» **REQUIRED ACTION**
Count only the lines of the records that hold "Commands", then give the number without any other words.

» **STORED DATA**
************
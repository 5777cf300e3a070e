//! CLI for running schema migrations against the primary store.

use anyhow::{Context, Result};
use clap::{Parser, Subcommand};
use recruit_core::config::Config;
use sqlx::PgPool;

#[derive(Parser)]
#[command(name = "migrate_cli")]
#[command(about = "Schema migration CLI for the recruitment platform")]
struct Cli {
    #[command(subcommand)]
    command: Commands,
}

#[derive(Subcommand)]
enum Commands {
    /// Apply all pending migrations
    Run,

    /// Print applied migration versions
    Status,
}

#[tokio::main]
async fn main() -> Result<()> {
    tracing_subscriber::fmt()
        .with_env_filter(tracing_subscriber::EnvFilter::from_default_env())
        .init();

    let cli = Cli::parse();
    let config = Config::from_env()?;
    let pool = PgPool::connect(&config.database_url)
        .await
        .context("Failed to connect to the database")?;

    match cli.command {
        Commands::Run => {
            sqlx::migrate!("./migrations")
                .run(&pool)
                .await
                .context("Migration failed")?;
            println!("Migrations applied");
        }
        Commands::Status => {
            let rows: Vec<(i64, String)> =
                sqlx::query_as("SELECT version, description FROM _sqlx_migrations ORDER BY version")
                    .fetch_all(&pool)
                    .await
                    .context("No migration history (run migrations first)")?;
            for (version, description) in rows {
                println!("{version} {description}");
            }
        }
    }

    Ok(())
}
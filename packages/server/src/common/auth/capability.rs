use serde::{Deserialize, Serialize};
use std::collections::HashSet;
use std::fmt;
use std::str::FromStr;

/// Roles a user can hold in the platform.
///
/// Stored as text in `role_grants.role_kind` and `users.active_role`.
#[derive(Debug, Clone, Copy, PartialEq, Eq, Hash, Serialize, Deserialize)]
#[serde(rename_all = "snake_case")]
pub enum RoleKind {
    /// Job seeker. Self-approving: the grant is approved at creation.
    JobSeeker,
    /// Employer. Requires admin approval before it can become active.
    Employer,
    /// Platform administrator.
    Admin,
}

impl RoleKind {
    /// Whether a grant for this role is approved automatically at creation,
    /// with no admin action required.
    pub fn is_self_approving(&self) -> bool {
        matches!(self, RoleKind::JobSeeker)
    }

    pub fn as_str(&self) -> &'static str {
        match self {
            RoleKind::JobSeeker => "job_seeker",
            RoleKind::Employer => "employer",
            RoleKind::Admin => "admin",
        }
    }
}

impl fmt::Display for RoleKind {
    fn fmt(&self, f: &mut fmt::Formatter<'_>) -> fmt::Result {
        f.write_str(self.as_str())
    }
}

impl FromStr for RoleKind {
    type Err = anyhow::Error;

    fn from_str(s: &str) -> anyhow::Result<Self> {
        match s {
            "job_seeker" => Ok(RoleKind::JobSeeker),
            "employer" => Ok(RoleKind::Employer),
            "admin" => Ok(RoleKind::Admin),
            _ => Err(anyhow::anyhow!("Invalid role kind: {}", s)),
        }
    }
}

/// The set of approved roles a user holds.
///
/// Resolved once per request from the role ledger and passed explicitly into
/// workflow operations; never re-derived from profile attributes mid-request.
#[derive(Debug, Clone, Default)]
pub struct CapabilitySet {
    roles: HashSet<RoleKind>,
}

impl CapabilitySet {
    pub fn new(roles: impl IntoIterator<Item = RoleKind>) -> Self {
        Self {
            roles: roles.into_iter().collect(),
        }
    }

    pub fn empty() -> Self {
        Self::default()
    }

    pub fn has(&self, role: RoleKind) -> bool {
        self.roles.contains(&role)
    }

    pub fn is_admin(&self) -> bool {
        self.has(RoleKind::Admin)
    }

    pub fn iter(&self) -> impl Iterator<Item = RoleKind> + '_ {
        self.roles.iter().copied()
    }
}
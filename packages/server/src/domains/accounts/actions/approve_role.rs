//! Admin approval of a pending role grant.

use sqlx::PgPool;
use tracing::info;

use crate::common::{DomainError, DomainResult, GrantId, RequestContext, RoleKind};
use crate::domains::accounts::models::RoleGrant;
use crate::domains::notifications::actions::notify_in_tx;
use crate::domains::notifications::models::NotificationKind;

/// Approve a role grant (`Requested -> Approved`). Admin only.
///
/// Runs in one transaction: the grant row is locked and re-checked before
/// the update so two concurrent approvals serialize, and the requester +
/// admin audit notifications commit atomically with the approval.
/// Re-approving an already-approved grant is a no-op, not an error.
pub async fn approve_role(
    ctx: &RequestContext,
    grant_id: GrantId,
    pool: &PgPool,
) -> DomainResult<RoleGrant> {
    ctx.require(RoleKind::Admin)?;

    let mut tx = pool.begin().await?;

    let grant = RoleGrant::find_by_id_for_update(grant_id, &mut tx)
        .await?
        .ok_or(DomainError::NotFound("role grant"))?;

    if grant.approved {
        // Idempotent re-approval: keep the original approver and timestamp.
        tx.rollback().await?;
        return Ok(grant);
    }

    let approved = RoleGrant::approve(grant_id, ctx.actor, &mut tx).await?;

    notify_in_tx(
        approved.user_id,
        NotificationKind::System,
        &format!("Your {} role has been activated", approved.role_kind),
        Some(&format!("/roles/{}", approved.id)),
        &mut tx,
    )
    .await?;

    notify_in_tx(
        ctx.actor,
        NotificationKind::System,
        &format!(
            "You approved the {} role for user {}",
            approved.role_kind, approved.user_id
        ),
        Some(&format!("/roles/{}", approved.id)),
        &mut tx,
    )
    .await?;

    tx.commit().await?;

    info!(
        grant_id = %approved.id,
        user_id = %approved.user_id,
        admin = %ctx.actor,
        role = %approved.role_kind,
        "Role grant approved"
    );

    Ok(approved)
}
************
» **ANSWER BOX**
4